The ACC–Big Ten Challenge (or Big Ten–ACC Challenge as it was called in alternating years) was an in-season NCAA Division I men's college basketball series that matched up teams from the Atlantic Coast Conference (ACC) and the Big Ten Conference (B1G). ESPN was a key part of the creation of the challenge and held the broadcast rights to all the games. The ACC–Big Ten Challenge occurred early in the non-conference season, typically around late November/early December. Each game was hosted by one of the participating schools, with teams typically alternating home and away status in each successive year.

Played yearly from 1999 to 2022, the Challenge is the longest-running interconference men's basketball challenge series. Across more than two decades of the Challenge, the ACC led 13–8–3 in the series and 152–127 in games. The ACC won the first 10 consecutive challenges, but only two of the next 13 challenges. In the 24 years of the event, 17 of the Challenges were decided by a single game or ended in a tie. Six of the other 7 Challenges were won by the ACC by larger margins.

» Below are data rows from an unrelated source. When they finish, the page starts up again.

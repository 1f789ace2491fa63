//! # Schema Model
//!
//! Tagged-variant trees describing the shape of request parameters and
//! response values.
//!
//! A [`Schema`] is built once at startup and shared read-only across
//! requests. Coercion plans, validation walks, and projection lookups all
//! pattern-match over the same tree, so the variants here are the single
//! source of truth for what a parameter or response may look like.
//!
//! Response schemas can mark object fields as includable (omitted unless
//! the request's `include` parameter names them) and declare `{field}_fields`
//! selectable markers that drive per-request field masking. The query-side
//! counterparts are built with [`Schema::includes`] and [`Schema::selects`].

use serde_json::Value;
use tracing::warn;

/// Primitive leaf kinds for schema terminals
#[derive(Debug, Clone, Copy, PartialEq, Eq)]
pub enum LeafKind {
    /// UTF-8 string, passed through untouched
    String,
    /// Integer or float; query/path strings are coerced via strict decimal parsing
    Number,
    /// Boolean; query/path strings are coerced from exactly `"true"`/`"false"`
    Boolean,
    /// ISO-8601 date or datetime, kept as a string on the wire
    DateTime,
}

impl LeafKind {
    pub(crate) const fn type_name(self) -> &'static str {
        match self {
            Self::String => "string",
            Self::Number => "number",
            Self::Boolean => "boolean",
            Self::DateTime => "date",
        }
    }
}

/// A named field of an object schema
///
/// Field order is preserved; validated output objects list fields in
/// declaration order.
#[derive(Debug, Clone, PartialEq)]
pub struct Field {
    pub(crate) name: String,
    pub(crate) schema: Schema,
}

impl Field {
    /// Create a field from a name and its schema
    pub fn new(name: impl Into<String>, schema: Schema) -> Self {
        Self {
            name: name.into(),
            schema,
        }
    }

    /// Field name
    #[must_use]
    pub fn name(&self) -> &str {
        &self.name
    }

    /// Field schema
    #[must_use]
    pub const fn schema(&self) -> &Schema {
        &self.schema
    }
}

impl<S: Into<String>> From<(S, Schema)> for Field {
    fn from((name, schema): (S, Schema)) -> Self {
        Self::new(name, schema)
    }
}

/// Out-of-band tags attached to a schema node via [`Schema::Metadata`]
#[derive(Debug, Clone, Copy, Default, PartialEq, Eq)]
pub struct Meta {
    /// Field is omitted from responses unless named in the `include` parameter
    pub includable: bool,
    /// Schema is the `include` query parameter built by [`Schema::includes`]
    pub include_param: bool,
}

impl Meta {
    fn merge(self, other: Self) -> Self {
        Self {
            includable: self.includable || other.includable,
            include_param: self.include_param || other.include_param,
        }
    }
}

/// Declarative shape of a parameter or response value
///
/// Constructed via the builder-style associated functions and chained
/// wrappers:
///
/// ```
/// use trellis::schema::Schema;
///
/// let post = Schema::object([
///     ("id", Schema::number()),
///     ("title", Schema::string()),
///     ("publishedAt", Schema::datetime().optional()),
/// ]);
/// ```
#[derive(Debug, Clone, PartialEq)]
pub enum Schema {
    /// Primitive terminal
    Leaf(LeafKind),
    /// String restricted to a fixed set of values
    Enum(Vec<String>),
    /// Accepts any JSON value unchanged
    Any,
    /// Ordered set of named fields; unknown keys are stripped during validation
    Object(Vec<Field>),
    /// Homogeneous list
    Array(Box<Schema>),
    /// Value may be absent entirely
    Optional(Box<Schema>),
    /// Value may be JSON `null`
    Nullable(Box<Schema>),
    /// Absent value is replaced by a default before validation
    Default(Box<Schema>, Value),
    /// Arbitrarily nested map of boolean switches; the `select` parameter shape
    Selection,
    /// Marker schema for `{field}_fields` selectable markers in responses
    Selectable,
    /// Wrapper attaching [`Meta`] tags to an inner schema
    Metadata(Box<Schema>, Meta),
}
//! # Pagination Schemas
//!
//! Cursor-pagination parameter and response shapes shared by list
//! endpoints, so every paginated listing speaks the same dialect.

use serde_json::json;

use crate::schema::{Field, Schema};

/// Page size applied when the request does not set one
pub const DEFAULT_PAGE_SIZE: i64 = 20;

/// Query schema for cursor-paginated list endpoints
///
/// `pageAfter` and `pageBefore` are opaque cursors. `pageSize` defaults to
/// [`DEFAULT_PAGE_SIZE`]. `sortBy` is required; endpoints that want a
/// default extend the schema:
///
/// ```
/// use serde_json::json;
/// use trellis::pagination::pagination_params;
/// use trellis::schema::Schema;
///
/// let query = pagination_params().extend([(
///     "sortBy",
///     Schema::one_of(["id", "createdAt"]).with_default(json!("id")),
/// )]);
/// ```
#[must_use]
pub fn pagination_params() -> Schema {
    Schema::object([
        Field::new("pageAfter", Schema::string().optional()),
        Field::new("pageBefore", Schema::string().optional()),
        Field::new(
            "pageSize",
            Schema::number().with_default(json!(DEFAULT_PAGE_SIZE)),
        ),
        Field::new("sortBy", Schema::string()),
        Field::new(
            "sortDirection",
            Schema::one_of(["asc", "desc"]).with_default(json!("asc")),
        ),
    ])
}

/// Response schema for one page of items
///
/// Cursors are `null` at the corresponding end of the collection; the
/// has-more flags are optional so handlers may omit what they cannot
/// compute cheaply.
#[must_use]
pub fn page_response(item: Schema) -> Schema {
    Schema::object([
        Field::new("startCursor", Schema::string().nullable()),
        Field::new("endCursor", Schema::string().nullable()),
        Field::new("hasNextPage", Schema::boolean().optional()),
        Field::new("hasPreviousPage", Schema::boolean().optional()),
        Field::new("items", Schema::array(item)),
    ])
}
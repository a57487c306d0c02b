use std::process::Command;

// Exposes GIT_HASH, GIT_COMMIT_DATE and IS_RELEASE to `--version`.
fn git(args: &[&str]) -> Option<String> {
    let output = Command::new("git").args(args).output().ok()?;
    if !output.status.success() {
        return None;
    }
    String::from_utf8(output.stdout)
        .ok()
        .map(|s| s.trim().to_string())
}

fn main() {
    println!("cargo:rerun-if-changed=.git/HEAD");
    println!("cargo:rerun-if-changed=.git/index");

    let hash = git(&["rev-parse", "--short", "HEAD"]).unwrap_or_default();
    let commit_date =
        git(&["log", "-1", "--format=%cd", "--date=format:%Y-%m-%d %H:%M"]).unwrap_or_default();
    let dirty = git(&["status", "--porcelain"]).is_some_and(|s| !s.is_empty());

    let version = env!("CARGO_PKG_VERSION");
    let tagged = git(&["tag", "--points-at", "HEAD"]).is_some_and(|tags| {
        tags.lines()
            .any(|tag| tag == version || tag.strip_prefix('v') == Some(version))
    });

    println!("cargo:rustc-env=GIT_HASH={}", hash);
    println!("cargo:rustc-env=GIT_COMMIT_DATE={}", commit_date);
    println!("cargo:rustc-env=IS_RELEASE={}", tagged && !dirty);
}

The popularity of the Challenge led other conferences to form similar partnerships in which their members go head-to-head against each other. Examples include the Big 12/Pac-10 Hardwood Series (2007–2010), SEC–Big East Challenge (2007–2012), Mountain West–Missouri Valley Challenge (2009–2018), Big 12/SEC Challenge (2013–present), Big East–Big 12 Battle (2019–present) and the Gavitt Tipoff Games between the Big East and Big Ten (2015-2022). A sister series to the Challenge featuring women's basketball called the ACC–Big Ten Women's Challenge (2007–present) has been held for all but the first eight years.

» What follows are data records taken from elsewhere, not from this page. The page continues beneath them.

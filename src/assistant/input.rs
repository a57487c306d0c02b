//! # Input
//!
//! Turns a raw line into a command name plus arguments, and holds the catalogue of
//! commands: their names, parameter synopsis, description and help group.
//!
//! Tokens split the way a POSIX shell splits words (via `shlex`): single or
//! double quotes group words into one argument and a backslash escapes the next
//! character. `#` is an ordinary character, not a comment. A line with an
//! unbalanced quote (`add O'Brien 0501234567`) falls back to a plain whitespace
//! split.

use std::fmt;
use std::str::FromStr;

#[derive(Debug, Clone, Copy, PartialEq, Eq)]
pub enum CommandGroup {
    Contacts,
    Notes,
    General,
}

impl CommandGroup {
    pub fn heading(&self) -> &'static str {
        match self {
            CommandGroup::Contacts => "Contact Management:",
            CommandGroup::Notes => "Note Management:",
            CommandGroup::General => "General:",
        }
    }

    pub fn all() -> &'static [CommandGroup] {
        &[
            CommandGroup::Contacts,
            CommandGroup::Notes,
            CommandGroup::General,
        ]
    }
}

#[derive(Debug, Clone, Copy, PartialEq, Eq, Hash)]
pub enum Command {
    Add,
    Change,
    RemovePhone,
    Phone,
    All,
    AddBirthday,
    ShowBirthday,
    Birthdays,
    AddEmail,
    AddAddress,
    DeleteContact,
    SearchContacts,
    AddNote,
    EditNote,
    DeleteNote,
    ShowNote,
    SearchNote,
    ShowNotes,
    AddTag,
    RemoveTag,
    SearchTag,
    Hello,
    Help,
    Close,
}

impl Command {
    pub const ALL: &'static [Command] = &[
        Command::Add,
        Command::Change,
        Command::RemovePhone,
        Command::Phone,
        Command::All,
        Command::AddBirthday,
        Command::ShowBirthday,
        Command::Birthdays,
        Command::AddEmail,
        Command::AddAddress,
        Command::DeleteContact,
        Command::SearchContacts,
        Command::AddNote,
        Command::EditNote,
        Command::DeleteNote,
        Command::ShowNote,
        Command::SearchNote,
        Command::ShowNotes,
        Command::AddTag,
        Command::RemoveTag,
        Command::SearchTag,
        Command::Hello,
        Command::Help,
        Command::Close,
    ];

    pub fn name(self) -> &'static str {
        match self {
            Command::Add => "add",
            Command::Change => "change",
            Command::RemovePhone => "remove-phone",
            Command::Phone => "phone",
            Command::All => "all",
            Command::AddBirthday => "add-birthday",
            Command::ShowBirthday => "show-birthday",
            Command::Birthdays => "birthdays",
            Command::AddEmail => "add-email",
            Command::AddAddress => "add-address",
            Command::DeleteContact => "delete-contact",
            Command::SearchContacts => "search-contacts",
            Command::AddNote => "add-note",
            Command::EditNote => "edit-note",
            Command::DeleteNote => "delete-note",
            Command::ShowNote => "show-note",
            Command::SearchNote => "search-note",
            Command::ShowNotes => "show-notes",
            Command::AddTag => "add-tag",
            Command::RemoveTag => "remove-tag",
            Command::SearchTag => "search-tag",
            Command::Hello => "hello",
            Command::Help => "help",
            Command::Close => "close",
        }
    }

    pub fn params(self) -> &'static str {
        match self {
            Command::Add => "<name> <phone>",
            Command::Change => "<name> <old_phone> <new_phone>",
            Command::RemovePhone => "<name> <phone>",
            Command::Phone => "<name>",
            Command::AddBirthday => "<name> <DD.MM.YYYY>",
            Command::ShowBirthday => "<name>",
            Command::Birthdays => "[days]",
            Command::AddEmail => "<name> <email>",
            Command::AddAddress => "<name> <address...>",
            Command::DeleteContact => "<name>",
            Command::SearchContacts => "<query...>",
            Command::AddNote => "<title> <content...> [#tag...]",
            Command::EditNote => "<title> <new_content...>",
            Command::DeleteNote => "<title>",
            Command::ShowNote => "<title>",
            Command::SearchNote => "<keyword>",
            Command::AddTag => "<title> <tag...>",
            Command::RemoveTag => "<title> <tag>",
            Command::SearchTag => "<tag>",
            Command::All | Command::ShowNotes | Command::Hello | Command::Help | Command::Close => "",
        }
    }

    pub fn description(self) -> &'static str {
        match self {
            Command::Add => "Add a new contact or another phone",
            Command::Change => "Change a contact's phone number",
            Command::RemovePhone => "Remove a phone number from a contact",
            Command::Phone => "Show phone number(s) for a contact",
            Command::All => "Show all contacts",
            Command::AddBirthday => "Add birthday to a contact",
            Command::ShowBirthday => "Show birthday for a contact",
            Command::Birthdays => "Show upcoming birthdays (default: 7 days)",
            Command::AddEmail => "Add or update a contact's email",
            Command::AddAddress => "Add or update a contact's address",
            Command::DeleteContact => "Delete a contact",
            Command::SearchContacts => "Search contacts by name, phone, email or address",
            Command::AddNote => "Add a new note",
            Command::EditNote => "Replace a note's content",
            Command::DeleteNote => "Delete a note",
            Command::ShowNote => "Show a single note",
            Command::SearchNote => "Search notes by keyword",
            Command::ShowNotes => "Show all notes",
            Command::AddTag => "Tag a note",
            Command::RemoveTag => "Remove a tag from a note",
            Command::SearchTag => "Show notes carrying a tag",
            Command::Hello => "Greet the assistant",
            Command::Help => "Show this help message",
            Command::Close => "Save and close the assistant (alias: exit)",
        }
    }

    pub fn group(self) -> CommandGroup {
        match self {
            Command::Add
            | Command::Change
            | Command::RemovePhone
            | Command::Phone
            | Command::All
            | Command::AddBirthday
            | Command::ShowBirthday
            | Command::Birthdays
            | Command::AddEmail
            | Command::AddAddress
            | Command::DeleteContact
            | Command::SearchContacts => CommandGroup::Contacts,
            Command::AddNote
            | Command::EditNote
            | Command::DeleteNote
            | Command::ShowNote
            | Command::SearchNote
            | Command::ShowNotes
            | Command::AddTag
            | Command::RemoveTag
            | Command::SearchTag => CommandGroup::Notes,
            Command::Hello | Command::Help | Command::Close => CommandGroup::General,
        }
    }

    pub fn usage(self) -> String {
        format!("Usage: {} {}", self.name(), self.params())
            .trim_end()
            .to_string()
    }

    /// Command names starting with `prefix`, in catalogue order.
    pub fn completions(prefix: &str) -> Vec<&'static str> {
        let prefix = prefix.to_lowercase();
        Command::ALL
            .iter()
            .map(|c| c.name())
            .filter(|name| name.starts_with(&prefix))
            .collect()
    }
}

impl fmt::Display for Command {
    fn fmt(&self, f: &mut fmt::Formatter<'_>) -> fmt::Result {
        f.write_str(self.name())
    }
}

#[derive(Debug, Clone, PartialEq, Eq)]
pub struct UnknownCommand(pub String);

impl FromStr for Command {
    type Err = UnknownCommand;

    fn from_str(s: &str) -> Result<Self, Self::Err> {
        let name = s.to_lowercase();
        if name == "exit" {
            return Ok(Command::Close);
        }
        Command::ALL
            .iter()
            .copied()
            .find(|c| c.name() == name)
            .ok_or(UnknownCommand(name))
    }
}

/// A tokenized input line. The command name is lower-cased; arguments are kept
/// as typed.
#[derive(Debug, Clone, PartialEq, Eq)]
pub struct ParsedLine {
    pub command: String,
    pub args: Vec<String>,
}

/// Returns `None` for a blank line.
pub fn parse_line(line: &str) -> Option<ParsedLine> {
    let mut tokens = tokenize(line).into_iter();
    let command = tokens.next()?.to_lowercase();
    Some(ParsedLine {
        command,
        args: tokens.collect(),
    })
}

// shlex treats a word starting with `#` as a comment, but tags are typed as
// `#tag`. The stand-in is a private-use character that never reaches a command.
const HASH_STAND_IN: char = '\u{E000}';

pub fn tokenize(line: &str) -> Vec<String> {
    let hidden = line.replace('#', &HASH_STAND_IN.to_string());
    match shlex::split(&hidden) {
        Some(tokens) => tokens
            .into_iter()
            .map(|token| token.replace(HASH_STAND_IN, "#"))
            .collect(),
        None => line.split_whitespace().map(str::to_string).collect(),
    }
}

The ACC initially played a short-lived interconference basketball series called the ACC–Big East Challenge (1989–1991), Big East coaches such as the late Georgetown coach John Thompson voted to end the ACC–Big East Challenge in 1991, which led to the ACC immediately looking to schedule a new series with the Big Ten as its preferred partner.

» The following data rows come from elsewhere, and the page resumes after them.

use crate::error::{AssistantError, Result};
use crate::store::schema::NoteData;
use chrono::{DateTime, Utc};

#[derive(Debug, Clone, PartialEq, Eq)]
pub struct Note {
    title: String,
    content: String,
    tags: Vec<String>,
    created_at: DateTime<Utc>,
    updated_at: DateTime<Utc>,
}

impl Note {
    pub fn new(title: String, content: String, tags: Vec<String>) -> Self {
        let now = Utc::now();
        let mut note = Self {
            title,
            content,
            tags: Vec::new(),
            created_at: now,
            updated_at: now,
        };
        for tag in tags {
            note.push_tag(tag);
        }
        note
    }

    pub fn title(&self) -> &str {
        &self.title
    }

    pub fn content(&self) -> &str {
        &self.content
    }

    pub fn tags(&self) -> &[String] {
        &self.tags
    }

    pub fn created_at(&self) -> DateTime<Utc> {
        self.created_at
    }

    pub fn updated_at(&self) -> DateTime<Utc> {
        self.updated_at
    }

    pub fn update_content(&mut self, content: String) {
        self.content = content;
        self.touch();
    }

    /// Adds a tag unless already present. Returns whether the note changed.
    pub fn add_tag(&mut self, tag: &str) -> bool {
        let added = self.push_tag(tag.to_string());
        if added {
            self.touch();
        }
        added
    }

    pub fn remove_tag(&mut self, tag: &str) -> bool {
        let before = self.tags.len();
        self.tags.retain(|t| t != tag);
        let removed = self.tags.len() != before;
        if removed {
            self.touch();
        }
        removed
    }

    pub fn has_tag(&self, tag: &str) -> bool {
        let tag = tag.to_lowercase();
        self.tags.iter().any(|t| t.to_lowercase() == tag)
    }

    fn push_tag(&mut self, tag: String) -> bool {
        let tag = tag.trim();
        if tag.is_empty() || self.tags.iter().any(|t| t == tag) {
            return false;
        }
        self.tags.push(tag.to_string());
        true
    }

    // Never moves backwards, even if the wall clock does.
    fn touch(&mut self) {
        self.updated_at = Utc::now().max(self.updated_at);
    }

    pub fn to_data(&self) -> NoteData {
        NoteData {
            title: Some(self.title.clone()),
            content: self.content.clone(),
            tags: self.tags.clone(),
            created_at: Some(self.created_at),
            updated_at: Some(self.updated_at),
        }
    }

    pub fn from_data(data: NoteData, key: Option<&str>) -> Result<Self> {
        let title = data
            .title
            .or_else(|| key.map(str::to_string))
            .ok_or_else(|| AssistantError::validation("Note has no title."))?;
        let mut note = Note::new(title, data.content, data.tags);
        if let Some(created_at) = data.created_at {
            note.created_at = created_at;
            note.updated_at = created_at;
        }
        if let Some(updated_at) = data.updated_at {
            note.updated_at = updated_at;
        }
        Ok(note)
    }
}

On November 28, 2022, amid ESPN losing its media rights to the Big Ten, it was announced that the series would be discontinued after the 2022–23 season. ESPN will arrange an ACC—SEC series as a replacement beginning in the 2023–24 season.

Format
Typically, match-ups are selected for their expected interest in the game.  Higher profile teams are chosen to play each other to enhance television ratings for ESPN.  Minnesota and Florida State have had the most matches together, with six games.  Seven other pairs of teams have faced each other five times in the Challenge. 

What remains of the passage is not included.